* Action item *
Exactly as they appear, set down all of the records.
[[ Recorded data open ]]
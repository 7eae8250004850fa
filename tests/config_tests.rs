use std::io::Write;

use golem::events::ReactionType;
use golem::types::EventType;
use golem::Config;

#[test]
fn test_load_from_file_applies_overrides() {
    let mut file = tempfile::NamedTempFile::new().unwrap();
    writeln!(
        file,
        r#"
agent_name = "bob"

[task_loop]
max_iterations = 12

[reactions.hostile_approach]
enabled = true
reaction_type = "emergency"
probability = 50
idle_only = false
"#
    )
    .unwrap();

    let config = Config::load(file.path()).unwrap();
    assert_eq!(config.agent_name, "bob");
    assert_eq!(config.task_loop.max_iterations, 12);
    assert_eq!(config.task_loop.reply_wait_ms, 90_000);

    let table = config.reaction_table();
    let hostile = table.get(EventType::HostileApproach).unwrap();
    assert_eq!(hostile.reaction_type, ReactionType::Emergency);
    assert_eq!(hostile.probability, 50);
    assert!(!hostile.idle_only);

    let damage = table.get(EventType::Damage).unwrap();
    assert_eq!(damage.reaction_type, ReactionType::Emergency);
}

#[test]
fn test_load_missing_file_names_path() {
    let dir = tempfile::tempdir().unwrap();
    let path = dir.path().join("absent.toml");
    let err = Config::load(&path).unwrap_err();
    assert!(format!("{:#}", err).contains("absent.toml"));
}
[[ Recorded data closed ]]
* Result for this task *
repository 7eae8250004850fa
filename tests/config_tests.rs
use std::io::Write;

use golem::events::ReactionType;
use golem::types::EventType;
use golem::Config;

#[test]
fn test_load_from_file_applies_overrides() {
    let mut file = tempfile::NamedTempFile::new().unwrap();
    writeln!(
        file,
        r#"
agent_name = "bob"

[task_loop]
max_iterations = 12

[reactions.hostile_approach]
enabled = true
reaction_type = "emergency"
probability = 50
idle_only = false
"#
    )
    .unwrap();

    let config = Config::load(file.path()).unwrap();
    assert_eq!(config.agent_name, "bob");
    assert_eq!(config.task_loop.max_iterations, 12);
    assert_eq!(config.task_loop.reply_wait_ms, 90_000);

    let table = config.reaction_table();
    let hostile = table.get(EventType::HostileApproach).unwrap();
    assert_eq!(hostile.reaction_type, ReactionType::Emergency);
    assert_eq!(hostile.probability, 50);
    assert!(!hostile.idle_only);

    let damage = table.get(EventType::Damage).unwrap();
    assert_eq!(damage.reaction_type, ReactionType::Emergency);
}

#[test]
fn test_load_missing_file_names_path() {
    let dir = tempfile::tempdir().unwrap();
    let path = dir.path().join("absent.toml");
    let err = Config::load(&path).unwrap_err();
    assert!(format!("{:#}", err).contains("absent.toml"));
}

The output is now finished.